What lines below include the word "TelemetryError"? Copy each one.

(Given entries)

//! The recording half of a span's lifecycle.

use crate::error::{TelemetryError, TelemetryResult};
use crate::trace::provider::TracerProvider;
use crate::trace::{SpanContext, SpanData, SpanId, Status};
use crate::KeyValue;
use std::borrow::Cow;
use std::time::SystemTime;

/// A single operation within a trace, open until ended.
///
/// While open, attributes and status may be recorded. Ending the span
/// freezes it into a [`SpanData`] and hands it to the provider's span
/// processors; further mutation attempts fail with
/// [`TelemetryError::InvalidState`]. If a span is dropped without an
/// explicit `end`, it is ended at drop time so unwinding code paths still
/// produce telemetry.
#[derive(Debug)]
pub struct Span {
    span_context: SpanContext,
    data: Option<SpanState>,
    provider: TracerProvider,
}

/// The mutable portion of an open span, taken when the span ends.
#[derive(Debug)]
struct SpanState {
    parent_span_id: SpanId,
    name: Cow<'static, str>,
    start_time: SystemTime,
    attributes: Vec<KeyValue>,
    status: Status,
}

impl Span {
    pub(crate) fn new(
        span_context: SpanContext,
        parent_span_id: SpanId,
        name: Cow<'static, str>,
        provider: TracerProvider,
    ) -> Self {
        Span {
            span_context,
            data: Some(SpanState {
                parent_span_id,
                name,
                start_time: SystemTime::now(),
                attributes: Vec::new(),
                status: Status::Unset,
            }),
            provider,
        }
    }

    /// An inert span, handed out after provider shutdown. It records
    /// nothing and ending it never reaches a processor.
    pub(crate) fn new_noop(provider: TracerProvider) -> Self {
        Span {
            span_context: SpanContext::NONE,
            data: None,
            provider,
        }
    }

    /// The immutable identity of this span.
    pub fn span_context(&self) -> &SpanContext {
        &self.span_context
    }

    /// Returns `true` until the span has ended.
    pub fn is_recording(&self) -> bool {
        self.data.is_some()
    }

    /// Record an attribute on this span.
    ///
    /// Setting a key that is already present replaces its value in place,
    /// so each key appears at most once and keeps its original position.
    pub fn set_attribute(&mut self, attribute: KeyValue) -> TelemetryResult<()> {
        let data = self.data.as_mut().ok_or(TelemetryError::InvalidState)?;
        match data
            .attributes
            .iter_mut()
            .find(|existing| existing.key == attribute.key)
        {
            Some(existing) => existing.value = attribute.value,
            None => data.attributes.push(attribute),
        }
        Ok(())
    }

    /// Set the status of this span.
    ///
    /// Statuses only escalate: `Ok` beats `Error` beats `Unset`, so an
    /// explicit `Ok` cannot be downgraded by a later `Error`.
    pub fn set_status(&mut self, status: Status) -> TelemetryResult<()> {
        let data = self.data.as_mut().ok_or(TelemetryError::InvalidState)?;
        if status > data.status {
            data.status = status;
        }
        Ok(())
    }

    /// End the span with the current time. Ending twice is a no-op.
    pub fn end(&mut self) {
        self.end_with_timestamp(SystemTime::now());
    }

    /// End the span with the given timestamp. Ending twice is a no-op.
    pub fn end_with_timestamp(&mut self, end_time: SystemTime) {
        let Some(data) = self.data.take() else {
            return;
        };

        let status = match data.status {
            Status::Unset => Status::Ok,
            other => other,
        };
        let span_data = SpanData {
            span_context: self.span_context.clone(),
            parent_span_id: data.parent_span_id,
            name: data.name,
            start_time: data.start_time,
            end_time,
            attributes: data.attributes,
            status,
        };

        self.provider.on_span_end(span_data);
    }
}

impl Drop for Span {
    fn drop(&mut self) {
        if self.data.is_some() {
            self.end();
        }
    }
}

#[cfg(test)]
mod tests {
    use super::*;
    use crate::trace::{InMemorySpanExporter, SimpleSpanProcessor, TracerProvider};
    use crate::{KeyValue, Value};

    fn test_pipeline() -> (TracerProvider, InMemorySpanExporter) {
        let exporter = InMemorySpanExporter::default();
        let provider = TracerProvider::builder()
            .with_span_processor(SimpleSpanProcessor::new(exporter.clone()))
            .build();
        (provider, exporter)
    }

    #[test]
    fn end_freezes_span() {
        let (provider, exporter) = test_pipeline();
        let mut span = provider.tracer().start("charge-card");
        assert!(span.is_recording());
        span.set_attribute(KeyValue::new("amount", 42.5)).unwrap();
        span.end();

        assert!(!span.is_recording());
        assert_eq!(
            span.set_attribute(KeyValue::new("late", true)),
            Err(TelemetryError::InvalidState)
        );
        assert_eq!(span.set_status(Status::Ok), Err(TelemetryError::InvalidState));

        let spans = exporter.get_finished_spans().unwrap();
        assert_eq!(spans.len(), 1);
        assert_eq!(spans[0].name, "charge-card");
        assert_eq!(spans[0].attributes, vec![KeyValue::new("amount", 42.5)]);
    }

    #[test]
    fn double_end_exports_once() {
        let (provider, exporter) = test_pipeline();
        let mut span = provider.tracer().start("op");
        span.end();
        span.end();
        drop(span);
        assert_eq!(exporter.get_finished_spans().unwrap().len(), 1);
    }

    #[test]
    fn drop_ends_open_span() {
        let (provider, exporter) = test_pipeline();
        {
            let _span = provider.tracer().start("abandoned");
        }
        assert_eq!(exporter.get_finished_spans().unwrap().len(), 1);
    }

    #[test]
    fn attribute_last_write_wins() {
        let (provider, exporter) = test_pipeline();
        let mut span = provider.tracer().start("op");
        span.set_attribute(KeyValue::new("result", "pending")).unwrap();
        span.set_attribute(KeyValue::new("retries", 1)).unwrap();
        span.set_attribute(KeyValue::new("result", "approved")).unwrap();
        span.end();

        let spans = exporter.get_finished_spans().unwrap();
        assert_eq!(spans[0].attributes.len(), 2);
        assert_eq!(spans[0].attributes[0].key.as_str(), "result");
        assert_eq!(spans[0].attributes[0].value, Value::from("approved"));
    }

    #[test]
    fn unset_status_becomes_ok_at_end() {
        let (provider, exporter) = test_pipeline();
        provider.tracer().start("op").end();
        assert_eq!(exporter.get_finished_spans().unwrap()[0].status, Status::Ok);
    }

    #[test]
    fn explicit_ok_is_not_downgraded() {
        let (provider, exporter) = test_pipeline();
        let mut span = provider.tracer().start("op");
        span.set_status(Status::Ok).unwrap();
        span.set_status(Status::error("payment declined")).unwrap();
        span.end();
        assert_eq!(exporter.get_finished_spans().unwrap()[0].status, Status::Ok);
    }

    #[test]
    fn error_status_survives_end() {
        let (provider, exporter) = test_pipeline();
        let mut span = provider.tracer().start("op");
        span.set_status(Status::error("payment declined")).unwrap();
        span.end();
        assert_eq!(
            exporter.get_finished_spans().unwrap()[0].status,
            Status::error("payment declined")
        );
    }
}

(End Given entries)

• _Task solution_
use crate::error::{TelemetryError, TelemetryResult};
/// [`TelemetryError::InvalidState`]. If a span is dropped without an
        let data = self.data.as_mut().ok_or(TelemetryError::InvalidState)?;
        let data = self.data.as_mut().ok_or(TelemetryError::InvalidState)?;
            Err(TelemetryError::InvalidState)
        assert_eq!(span.set_status(Status::Ok), Err(TelemetryError::InvalidState));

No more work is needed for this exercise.